Publication de la Métropole Orthodoxe Roumaine d'Europe Occidentale et Méridionale
Revue de spiritualité et d'information orthodoxe
Saint Serge était le second des trois fils de pieux et riches boyards de Rostov, Cyrille et Marie [28 sept.]. Très tôt, Dieu laissa prévoir la gloire future de son serviteur, de sorte qu’un dimanche, au cours de la Divine Liturgie, l’enfant se mit à crier à trois reprises du sein de sa mère. Après cet événement inhabituel, Marie ne mangea plus ni viande, ni laitage, ni poisson pendant toute la période de sa grossesse. L’enfant naquit en 1314, et reçut au saint baptême le nom de Barthélemy.
Lorsqu’il eut sept ans, ses parents le confièrent à un maître pour apprendre à lire. Contrairement à ses frères, Étienne et Pierre, Barthélemy, malgré toute sa bonne volonté, ne parvenait pas à apprendre, et c’est avec larmes qu’il sollicitait l’assistance de Dieu. C’est alors que se produisit le même phénomène qu’avec Saül (1 Sam 9). Un jour où son père l’avait envoyé au champ chercher des chevaux qui s’étaient égarés, Barthélemy aperçut un hiéromoine âgé, qui priait sous un chêne. Le jeune garçon s’approcha doucement, et attendit que le starets eût achevé sa prière pour lui exposer son problème. Le starets le bénit et lui donna un morceau de prosphore, en lui assurant qu’il allait désormais comprendre les lettres. Sur les instances de Barthélemy, l’Ancien le suivit chez ses parents, qui le reçurent avec des marques de grande considération. Entrant dans la chapelle familiale, il ordonna à l’enfant de lire les Heures. Barthélemy, ayant pris sa bénédiction, se mit à lire le Psautier correctement et distinctement, à l’étonnement général. Avant de les quitter, le starets prononça ces paroles énigmatiques : « Cet enfant va devenir la demeure de la Sainte Trinité. Il amènera une multitude à la compréhension de sa volonté. » Après cet événement, Barthélemy fréquenta assidûment l’église et étudia avec ardeur la sainte Écriture. Dès l’âge de douze ans, il se mit à observer une stricte tempérance, s’abstenant de toute nourriture le mercredi et le vendredi, et se contentant, les autres jours, de pain sec et d’eau.
Lors de la prise de Rostov par le grand-prince de Moscou, Jean Kalita, le père de Barthélemy tomba en disgrâce et dut partir, avec sa famille, pour s’établir à Radonège (vers 1330). Barthélemy continua là son ascèse. Alors que ses deux frères s’étaient mariés, il différa son désir d’embrasser la vie monastique pour prendre soin de ses parents, jusqu’au jour où ils décidèrent eux-mêmes d’entrer au monastère de Chotskov. Ils y décédèrent peu après et, pendant quarante jours, Barthélemy pria sur leur tombe, distribua des aumônes aux pauvres et fit dire pour eux des offices de requiem. Ensuite, il fit don de ses biens à son frère cadet Pierre et, enfin libéré de toute attache, se prépara à réaliser son désir.

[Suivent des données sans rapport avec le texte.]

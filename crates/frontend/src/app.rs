use crate::routes::routes::AppRoutes;
use leptos::prelude::*;

#[component]
pub fn App() -> impl IntoView {
    view! {
        <div id="app">
            <AppRoutes />
        </div>
    }
}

Son frère aîné, Étienne, dont la femme était brutalement décédée, s’était retiré lui aussi au monastère de Chotskov. Au bout de peu de temps, Barthélemy le convainquit de partir ensemble à la recherche d’un endroit convenant mieux à la vie ascétique. Après avoir longtemps cheminé dans la forêt, ils découvrirent un emplacement approvisionné en eau et éloigné des sentiers battus, à dix verstes de Radonège. Ils y bâtirent une cellule avec une petite église en rondins. Comme Barthélemy demandait à son frère, qu’il considérait comme son père spirituel, à quel saint il convenait de dédier cette église, Étienne, se souvenant de la prédiction de l’Ancien, répondit qu’il fallait la dédier à la Sainte Trinité. L’église fut donc consacrée avec la bénédiction du métropolite saint Théognoste [14 mars]. Peu après, Étienne, qui trouvait trop rigoureuse la vie dans ce désert, partit s’installer au monastère de la Théophanie à Moscou, où vivait saint Alexis, le futur métropolite [12 fév.].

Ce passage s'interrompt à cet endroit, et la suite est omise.